Exercise:
Report each line from the data below that holds the word "squares".

Saved entries
##########

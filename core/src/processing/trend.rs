use crate::prelude::{AnalysisError, AnalysisResult};
use serde::Serialize;

const MIN_FIT_POINTS: usize = 2;

/// Least-squares line `y = slope * x + intercept`.
#[derive(Debug, Clone, Copy, PartialEq, Serialize)]
pub struct Trend {
    pub slope: f64,
    pub intercept: f64,
    /// Number of (x, y) pairs that entered the fit.
    pub points: usize,
}

impl Trend {
    pub fn evaluate(&self, x: f64) -> f64 {
        self.slope * x + self.intercept
    }
}

pub struct TrendFitter;

impl TrendFitter {
    /// Ordinary least squares over the pairs where both coordinates are finite.
    pub fn fit(xs: &[f64], ys: &[f64]) -> AnalysisResult<Trend> {
        let pairs: Vec<(f64, f64)> = xs
            .iter()
            .zip(ys)
            .map(|(&x, &y)| (x, y))
            .filter(|(x, y)| x.is_finite() && y.is_finite())
            .collect();
        let n = pairs.len();
        if n < MIN_FIT_POINTS {
            return Err(AnalysisError::InsufficientData {
                required: MIN_FIT_POINTS,
                found: n,
            });
        }

        let mean_x = pairs.iter().map(|(x, _)| x).sum::<f64>() / n as f64;
        let mean_y = pairs.iter().map(|(_, y)| y).sum::<f64>() / n as f64;
        let (sxx, sxy) = pairs.iter().fold((0.0, 0.0), |(sxx, sxy), (x, y)| {
            let dx = x - mean_x;
            (sxx + dx * dx, sxy + dx * (y - mean_y))
        });
        if sxx == 0.0 {
            return Err(AnalysisError::ConstantAbscissa { points: n });
        }

        let slope = sxy / sxx;
        Ok(Trend {
            slope,
            intercept: mean_y - slope * mean_x,
            points: n,
        })
    }

    /// Fit against the 0-based sample index, treating epochs as equally spaced.
    pub fn fit_indexed(values: &[f64]) -> AnalysisResult<Trend> {
        let xs: Vec<f64> = (0..values.len()).map(|i| i as f64).collect();
        Self::fit(&xs, values)
    }
}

##########

Output for this task:
/// Least-squares line `y = slope * x + intercept`.
    /// Ordinary least squares over the pairs where both coordinates are finite.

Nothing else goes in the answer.